Through the years MMW has had the opportunity to analyze Muslim women’s role in fashion in a variety of contexts. Some of our articles have discussed fashion in the context of in Mali, Russia and Chechnya, and a piece by Sharrae featured what is thought to be the only Muslim Model agency: Underwraps.
Underwraps is famous not only for its inclusion of hijab-wearing women, but also for its founder Nailah Lymus, featured in one of my pieces in 2011. Last week, Underwraps Model Agency made it back to the headlines through two articles; one written by Hajer Naili for womensenews.com and another one by Omar Sacirbey for the Huffington Post. While the two articles discuss Underwraps’ endeavour to bring modest clothing to Muslim and non-Muslim women while providing access to Muslim women to the modeling industry, Naili’s piece makes and interesting read as she is, herself, one of the models.

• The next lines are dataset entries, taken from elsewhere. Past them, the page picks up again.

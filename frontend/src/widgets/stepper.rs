use dioxus::prelude::*;
use crate::theme::palette;

/// `[-] n [+]`. Emits the requested new value; bounds are up to the caller,
/// except that the buttons disable themselves at `min` / `max`.
#[component]
pub fn QuantityStepper(is_dark: bool, value: u32, min: u32, max: u32, on_change: EventHandler<u32>) -> Element {
    let p = palette(is_dark);
    let button_style = format!(
        "width: 32px; height: 32px; border-radius: 8px; border: 1px solid {}; background: transparent; color: {}; cursor: pointer;",
        p.border, p.on_surface
    );
    rsx! {
        div { style: "display: inline-flex; align-items: center; gap: 8px;",
            button {
                style: "{button_style}",
                disabled: value <= min,
                onclick: move |_| on_change.call(value.saturating_sub(1)),
                "−"
            }
            span { style: "min-width: 24px; text-align: center; font-weight: 600;", "{value}" }
            button {
                style: "{button_style}",
                disabled: value >= max,
                onclick: move |_| on_change.call(value.saturating_add(1)),
                "+"
            }
        }
    }
}
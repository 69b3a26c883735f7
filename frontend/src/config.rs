//! Runtime configuration: backend URL and (desktop) data directory.

use std::path::PathBuf;

pub const DEFAULT_API_URL: &str = "http://localhost:8080";

#[derive(Clone, Debug, PartialEq)]
pub struct AppConfig {
    /// Backend origin without trailing slash, e.g. `http://localhost:8080`.
    pub api_base_url: String,
    /// Where the desktop build keeps its JSON files. Unused in the browser.
    pub data_dir: PathBuf,
}

impl AppConfig {
    /// Read `FESTBOOK_API_URL` / `FESTBOOK_DATA_DIR`, falling back to defaults.
    /// The browser has no process environment, so the URL is baked in at build time there.
    pub fn from_env() -> Self {
        #[cfg(target_arch = "wasm32")]
        let api = option_env!("FESTBOOK_API_URL").map(String::from);
        #[cfg(not(target_arch = "wasm32"))]
        let api = std::env::var("FESTBOOK_API_URL").ok();

        #[cfg(target_arch = "wasm32")]
        let data_dir: Option<PathBuf> = None;
        #[cfg(not(target_arch = "wasm32"))]
        let data_dir = std::env::var_os("FESTBOOK_DATA_DIR").map(PathBuf::from);

        Self::from_values(api.as_deref(), data_dir)
    }

    pub fn from_values(api_base_url: Option<&str>, data_dir: Option<PathBuf>) -> Self {
        let api_base_url = api_base_url
            .map(str::trim)
            .filter(|s| !s.is_empty())
            .unwrap_or(DEFAULT_API_URL)
            .trim_end_matches('/')
            .to_string();
        Self {
            api_base_url,
            data_dir: data_dir.unwrap_or_else(default_data_dir),
        }
    }

    pub fn events_url(&self) -> String {
        format!("{}/api/events", self.api_base_url)
    }
}

impl Default for AppConfig {
    fn default() -> Self {
        Self::from_values(None, None)
    }
}

#[cfg(not(target_arch = "wasm32"))]
fn default_data_dir() -> PathBuf {
    dirs::data_dir()
        .map(|d| d.join("festbook"))
        .unwrap_or_else(|| PathBuf::from(".festbook"))
}

#[cfg(target_arch = "wasm32")]
fn default_data_dir() -> PathBuf {
    PathBuf::new()
}
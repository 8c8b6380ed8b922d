/// Logical state of the linked-account button.
#[derive(Debug, Clone, PartialEq, Eq)]
pub enum LinkState {
    Unlinked,
    /// Transient sub-state of `Unlinked` while a fetch is in flight.
    Loading { username: String },
    Linked { username: String },
}

impl LinkState {
    #[cfg(test)]
    pub fn is_linked(&self) -> bool {
        matches!(self, LinkState::Linked { .. })
    }

    #[cfg(test)]
    pub fn is_loading(&self) -> bool {
        matches!(self, LinkState::Loading { .. })
    }
}

/// Label shown on the button.
#[derive(Debug, Clone, Copy, PartialEq, Eq)]
pub enum ButtonAction {
    Add,
    Loading,
    Remove,
}

impl ButtonAction {
    pub fn label(self) -> &'static str {
        match self {
            ButtonAction::Add => "ADD",
            ButtonAction::Loading => "LOADING",
            ButtonAction::Remove => "REMOVE",
        }
    }
}

impl std::fmt::Display for ButtonAction {
    fn fmt(&self, f: &mut std::fmt::Formatter<'_>) -> std::fmt::Result {
        f.write_str(self.label())
    }
}

/// Everything a frontend needs to draw the control.
#[derive(Debug, Clone, PartialEq, Eq)]
pub struct ButtonView {
    pub action: ButtonAction,
    pub enabled: bool,
    /// Linked username, empty when unlinked.
    pub username: String,
}

impl From<&LinkState> for ButtonView {
    fn from(state: &LinkState) -> Self {
        match state {
            LinkState::Unlinked => ButtonView {
                action: ButtonAction::Add,
                enabled: true,
                username: String::new(),
            },
            LinkState::Loading { .. } => ButtonView {
                action: ButtonAction::Loading,
                enabled: false,
                username: String::new(),
            },
            LinkState::Linked { username } => ButtonView {
                action: ButtonAction::Remove,
                enabled: true,
                username: username.clone(),
            },
        }
    }
}
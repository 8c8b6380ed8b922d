mod adapters;
mod cli;
mod config;
mod core;

use clap::Parser;
use tracing_subscriber::EnvFilter;

use cli::context::Context;
use cli::{Cli, Commands};

fn main() {
    let args = Cli::parse();

    init_logging(args.verbose);
    cli::output::set_quiet(args.quiet);

    let result = Context::resolve(&args).and_then(|ctx| match &args.command {
        Commands::Status { json } => cli::commands::status::execute(&ctx, *json),
        Commands::Link { username } => cli::commands::link::execute(&ctx, username.as_deref()),
        Commands::Unlink => cli::commands::unlink::execute(&ctx),
        Commands::AuthorizedKeys => cli::commands::authorized_keys::execute(&ctx),
        Commands::Panel => cli::commands::panel::execute(&ctx),
    });

    if let Err(e) = result {
        cli::output::error(&format!("Error: {e}"));
        std::process::exit(1);
    }
}

/// Log to stderr. `RUST_LOG` wins over `--verbose`.
fn init_logging(verbose: bool) {
    let default = if verbose { "keylink=debug" } else { "keylink=warn" };
    let filter = EnvFilter::try_from_default_env().unwrap_or_else(|_| EnvFilter::new(default));
    tracing_subscriber::fmt()
        .with_env_filter(filter)
        .with_writer(std::io::stderr)
        .with_target(false)
        .init();
}
use std::collections::VecDeque;

use tokio::runtime::Runtime;

use crate::adapters::http::fetch_task::FetchTask;
use crate::core::errors::Result;
use crate::core::models::alert::Alert;
use crate::core::services::link_service::{Effect, LinkEvent, LinkService, PROMPT_TITLE};
use crate::core::traits::frontend::Frontend;
use crate::core::traits::key_fetcher::KeyFetcher;
use crate::core::traits::param_store::ParamStore;

/// Runs the link control against a frontend: dispatches UI events and
/// carries out the effects they produce, all on the calling thread.
pub struct LinkSession<P, F, U>
where
    P: ParamStore,
    F: KeyFetcher + Clone + Send + Sync + 'static,
    U: Frontend,
{
    service: LinkService<P>,
    fetcher: F,
    frontend: U,
    runtime: Runtime,
    last_alert: Option<Alert>,
}

impl<P, F, U> LinkSession<P, F, U>
where
    P: ParamStore,
    F: KeyFetcher + Clone + Send + Sync + 'static,
    U: Frontend,
{
    pub fn new(service: LinkService<P>, fetcher: F, frontend: U) -> Result<Self> {
        let runtime = tokio::runtime::Builder::new_current_thread()
            .enable_all()
            .build()?;
        Ok(Self {
            service,
            fetcher,
            frontend,
            runtime,
            last_alert: None,
        })
    }

    pub fn service(&self) -> &LinkService<P> {
        &self.service
    }

    #[cfg(test)]
    pub fn frontend(&self) -> &U {
        &self.frontend
    }

    /// Alert raised by the most recent click, if any.
    pub fn last_alert(&self) -> Option<&Alert> {
        self.last_alert.as_ref()
    }

    /// Draw the current state.
    pub fn render(&mut self) -> Result<()> {
        self.frontend.render(&self.service.view())
    }

    /// Deliver one click and run it to completion.
    pub fn click(&mut self) -> Result<()> {
        self.last_alert = None;
        let effects = self.service.handle(LinkEvent::Clicked)?;
        self.run(effects)
    }

    fn run(&mut self, effects: Vec<Effect>) -> Result<()> {
        let mut queue = VecDeque::from(effects);
        while let Some(effect) = queue.pop_front() {
            let next = self.perform(effect)?;
            queue.extend(next);
        }
        Ok(())
    }

    fn perform(&mut self, effect: Effect) -> Result<Vec<Effect>> {
        match effect {
            Effect::PromptUsername => {
                let event = match self.frontend.prompt_text(PROMPT_TITLE)? {
                    Some(text) => LinkEvent::UsernameSubmitted(text),
                    None => LinkEvent::PromptDismissed,
                };
                self.service.handle(event)
            }
            Effect::StartFetch { username } => {
                let task = FetchTask::spawn(&self.runtime, &self.fetcher, &username);
                let outcome = task.wait(&self.runtime);
                self.service
                    .handle(LinkEvent::FetchFinished { username, outcome })
            }
            Effect::Alert(alert) => {
                self.frontend.alert(&alert)?;
                self.last_alert = Some(alert);
                Ok(Vec::new())
            }
            Effect::Render => {
                self.render()?;
                Ok(Vec::new())
            }
        }
    }
}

Naili’s piece does not only critique the use of female nudity to get attention (for example, she mentions Femen, which I discussed last year), but it also asserts Underwraps’ point of difference, and its emphasis on catering to modest women (Muslim or not). Yet, coverage of Underwraps in different outlets has constantly played with the “free vs. oppressed” discourse and emphasizes Muslim women’s “tendency” to be more modest and perhaps more “religious” than other women. This suggests that if they are not modest enough they risk facing backlash not only from their communities, but also from those who expect Muslim women to be “pious and modest.”
In this sense, one way of seeing Muslim fashion is as a way to allow Muslim women to bring hijabs and modesty to the runway without the aesthetical restrictions of thin and “almost-naked” models. For Naili, Underwraps brings along a variety of possibilities that enable women to be themselves and feel free in their own skin. Naili explains: “I have never believed that exposing my naked body would make me feel freer.”When I started looking into Muslim women and fashion a couple of years ago, I celebrated the inclusion of Muslim models in the industry and the initiative of Muslim designers in coming up with different creative ideas for Muslim women. However, I have recently developed a more ambivalent relationship with the fashion industry and Muslim women involved in it.
While I believe that Muslim women should have a place in the fashion industry as designers and models, I feel unsure about what is being said about their “actual” role and the standards being endorsed. After reading Naili’s piece I kept wondering what it all meant for Muslim women like me who are, perhaps, not “as modest” as others… would they tell me to go over to Vogue because I do not comply with the “Islamic” aesthetics that they want to portray? Would I have to accept their standards of modesty in order to join the agency? Is there a place for me as a “less-modest” Muslim? What is the definition of modesty we are using here anyway?
The thoughts of how Islam, modesty and piety come together on the runway became more important for me after reading a piece by Marjorie Jolles and Shira Tarrant with the title “Feminism can Decode Politics of Fashion,” where the authors do a great job in pointing out the personal challenges that fashion can bring as well as the political and philosophical questions that it raises, pointing out that “Fashion creates collective identity, but also restricts individual voice.”
So is Muslim fashion falling into the mainstream? Is “Muslim fashion” creating a collective identity that will continue to keep some of us excluded or alienated? Personally, I remain somewhat conflicted…I fear that what started as a personal celebration for Muslim women’s accomplishments on the runway will turn out to be another restrictive environment that will be no different than others in defining terms like beauty and modesty. Yet, I remain positive. I hope Muslim women in the fashion industry will broaden the industry’s horizons instead of confining them to issues of “modest clothing” for “modest girls.”